We present an alternative method of depositing a high-quality passivation film for heterojunction silicon wafer solar cells, in this paper. The deposition of hydrogenated intrinsic amorphous silicon suboxide is accomplished by decomposing hydrogen, silane, and carbon dioxide in an industrial remote inductively coupled plasma platform. Through the investigation on CO2 partial pressure and process temperature, excellent surface passivation quality and optical properties are achieved. It is found that the hydrogen content in the film is much higher than what is commonly reported in intrinsic amorphous silicon due to oxygen incorporation.

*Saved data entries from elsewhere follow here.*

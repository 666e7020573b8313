//! Full end-to-end pass: the owner stocks the menu, a shopper browses,
//! fills a cart, and checks out; the owner then reads the order back.

use std::sync::Arc;

use async_trait::async_trait;

use resto_storefront::admin::{AdminPanel, NewDishForm};
use resto_storefront::cart::{AddOutcome, CartStore};
use resto_storefront::catalog::CatalogView;
use resto_storefront::checkout::{CheckoutFlow, CheckoutOutcome};
use resto_storefront::config::StorefrontConfig;
use resto_storefront::lifecycle::Storefront;
use resto_storefront::model::CustomerDetails;
use resto_storefront::services::auth::{Identity, Role};
use resto_storefront::services::images::{ImageCompressor, ImageError, ImageHost, ImageLimits};
use resto_storefront::services::payment::{mock::ScriptedGateway, PaymentOutcome};

struct StaticHost;

#[async_trait]
impl ImageHost for StaticHost {
    async fn upload(&self, image: Vec<u8>, preset: &str) -> Result<String, ImageError> {
        Ok(format!("https://cdn.example/{}/{}.jpg", preset, image.len()))
    }
}

struct PassthroughCompressor;

#[async_trait]
impl ImageCompressor for PassthroughCompressor {
    async fn shrink(&self, image: Vec<u8>, _limits: &ImageLimits) -> Result<Vec<u8>, ImageError> {
        Ok(image)
    }
}

fn test_config() -> StorefrontConfig {
    StorefrontConfig {
        admin_emails: vec!["owner@restaurant.com".into()],
        ..StorefrontConfig::default()
    }
}

#[tokio::test]
async fn full_storefront_flow() {
    let storefront = Storefront::new(test_config());

    // The allow-list, not a hardcoded literal, decides who sees admin.
    let owner = Identity {
        user_id: Some("user_1".into()),
        email: Some("owner@restaurant.com".into()),
    };
    assert_eq!(storefront.access.role_for(&owner), Role::Admin);
    assert_eq!(storefront.access.role_for(&Identity::guest()), Role::Guest);

    // Owner stocks the menu.
    let mut panel = AdminPanel::new(
        storefront.dish_client.clone(),
        storefront.order_client.clone(),
        Arc::new(StaticHost),
        Arc::new(PassthroughCompressor),
        storefront.config.image_limits,
        storefront.config.upload_preset.clone(),
    );
    let jollof = panel
        .add_dish(NewDishForm {
            name: "Jollof Rice".into(),
            price: "10.00".into(),
            in_stock: true,
            image: vec![1u8; 64],
        })
        .await
        .unwrap();
    let kelewele = panel
        .add_dish(NewDishForm {
            name: "Kelewele".into(),
            price: "5.50".into(),
            in_stock: true,
            image: vec![2u8; 64],
        })
        .await
        .unwrap();

    // Shopper loads the catalog and fills the cart; the duplicate add is
    // reported, not applied.
    let catalog = CatalogView::load(&storefront.dish_client).await.unwrap();
    assert_eq!(catalog.dishes().len(), 2);

    let mut cart = CartStore::new();
    assert_eq!(
        catalog.add_to_cart(&mut cart, &jollof.id),
        Ok(AddOutcome::Added)
    );
    assert_eq!(
        catalog.add_to_cart(&mut cart, &kelewele.id),
        Ok(AddOutcome::Added)
    );
    assert_eq!(
        catalog.add_to_cart(&mut cart, &jollof.id),
        Ok(AddOutcome::AlreadyInCart)
    );
    assert_eq!(cart.len(), 2);
    assert_eq!(cart.total(), 15.5);

    // Checkout with a successful hosted payment.
    let gateway = ScriptedGateway::new();
    gateway.push(PaymentOutcome::Succeeded {
        reference: "prov_e2e".into(),
    });

    let mut flow = CheckoutFlow::new(storefront.config.currency.clone());
    flow.proceed_to_details(&cart).unwrap();
    flow.submit_details(CustomerDetails {
        name: "Ama Mensah".into(),
        email: "ama@example.com".into(),
        address: "123 Main Street, Accra".into(),
        number: "+233 504 388 888".into(),
        message: None,
    })
    .unwrap();

    let outcome = flow
        .place_order(&mut cart, &gateway, &storefront.order_client, None)
        .await
        .unwrap();
    assert!(matches!(outcome, CheckoutOutcome::Placed { .. }));
    assert!(cart.is_empty());
    assert_eq!(gateway.requests()[0].amount_minor, 1550);

    // Owner reads the order back, newest first.
    let orders = panel.recent_orders().await.unwrap();
    assert_eq!(orders.len(), 1);
    assert_eq!(orders[0].items.len(), 2);
    assert_eq!(orders[0].payment_reference, "prov_e2e");

    drop(panel);
    storefront.shutdown().await.unwrap();
}

#[tokio::test]
async fn order_listing_is_newest_first() {
    let storefront = Storefront::new(test_config());

    let gateway = ScriptedGateway::new();

    for (dish_name, price, reference) in [
        ("Jollof Rice", "10.00", "prov_1"),
        ("Kelewele", "5.50", "prov_2"),
    ] {
        let mut panel = AdminPanel::new(
            storefront.dish_client.clone(),
            storefront.order_client.clone(),
            Arc::new(StaticHost),
            Arc::new(PassthroughCompressor),
            storefront.config.image_limits,
            storefront.config.upload_preset.clone(),
        );
        let dish = panel
            .add_dish(NewDishForm {
                name: dish_name.into(),
                price: price.into(),
                in_stock: true,
                image: vec![1u8; 16],
            })
            .await
            .unwrap();

        let catalog = CatalogView::load(&storefront.dish_client).await.unwrap();
        let mut cart = CartStore::new();
        catalog.add_to_cart(&mut cart, &dish.id).unwrap();

        gateway.push(PaymentOutcome::Succeeded {
            reference: reference.into(),
        });
        let mut flow = CheckoutFlow::new("GHS");
        flow.proceed_to_details(&cart).unwrap();
        flow.submit_details(CustomerDetails {
            name: "Kofi Boateng".into(),
            email: "kofi@example.com".into(),
            address: "".into(),
            number: "+233 200 000 000".into(),
            message: None,
        })
        .unwrap();
        flow.place_order(&mut cart, &gateway, &storefront.order_client, None)
            .await
            .unwrap();
    }

    let orders = storefront.order_client.recent_orders().await.unwrap();
    assert_eq!(orders.len(), 2);
    assert_eq!(orders[0].payment_reference, "prov_2");
    assert_eq!(orders[1].payment_reference, "prov_1");

    storefront.shutdown().await.unwrap();
}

The observed slow depletion of hydrogen with increasing temperature greatly enhances its process window as well. The effective lifetime of symmetrically passivated samples under the optimal condition exceeds 4.7 ms on planar n-type Czochralski silicon wafers with a resistivity of 1 Ωcm, which is equivalent to an effective surface recombination velocity of less than 1.7 cms−1 and an implied open-circuit voltage (Voc) of 741 mV. A comparison with several high quality passivation schemes for solar cells reveals that the developed inductively coupled plasma deposited films show excellent passivation quality. The excellent optical property and resistance to degradation make it an excellent substitute for industrial heterojunction silicon solar cell production.